Adsorption is similar to using a sponge to soak up water. A porous solid material is used to soak up gaseous air contaminants from the exhaust air. Inside an adsorber, air passes through a layer of materials for pollutants to adhere or "stick." Eventually the adsorbent material becomes saturated or filled with the pollutant and can hold no more. Similar to squeezing a sponge for reuse, the adsorbent material must be refreshed for reuse or disposed.

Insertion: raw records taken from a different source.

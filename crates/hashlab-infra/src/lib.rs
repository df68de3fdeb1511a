//! Infrastructure adapters for Hashlab.
//!
//! Implements the `TextHasher` trait from `hashlab-core` using audited
//! crypto from the RustCrypto ecosystem.

pub mod hash;
//! REST API request handlers, one module per demo area.

pub mod hash;
pub mod health;
pub mod integrity;
pub mod reverse;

Activated carbon, silica gel and alumina oxide are common adsorbing agents. The chemical nature of the adsorbent, the total surface area (how porous it is), and pore diameter are given careful consideration before adsorbers are used. If the gas contains particulate matter, the adsorbent bed can become clogged. Some gas is precleaned by a baghouse filter, electrostatic precipitator or cyclone to remove particulate matter before entering the adsorber.

Adsorbers in Action

How are Adsorbers Cleaned?

Like squeezing a sponge for reuse, adsorbers can be refreshed too. There are several chemical principles that apply to how adsorbers work. For example, as gas temperature increases, adsorption decreases. As gas pressure increases, so does adsorption. The slower the gas moves through adsorption materials, the more gas removed. These same principles are used to regenerate or refresh saturated adsorbers.

Temperature can be increased to release pollutants from the activated charcoal or the pressure can be decreased. "Steam stripping" uses injected steam to remove pollutants from activated charcoal. Many organic compounds can be condensed, distilled or decanted from captured steam and reused instead of emitted into the air. Charcoal canisters are used to capture emissions from some dry-cleaning machines to remove perchloroethylene, a toxic chemical.

Degreasing, rubber processing, and printing operations sometimes use adsorbers. Toxic or odorous vapors from food processing, rendering plants, sewage treatment plants and many chemical manufacturing process use adsorbers too.

Activated carbon can be made from wood, coal, coconut husks or other nutshells and petroleum byproducts. To activate or make it porous, the material is heated in a chamber with little air. This produces a material with a surface area so great that one gram may have two to five football fields of surface! Activated carbon is often used for controlling organic pollutants such as solvents, odors, toxic gases and gasoline vapors.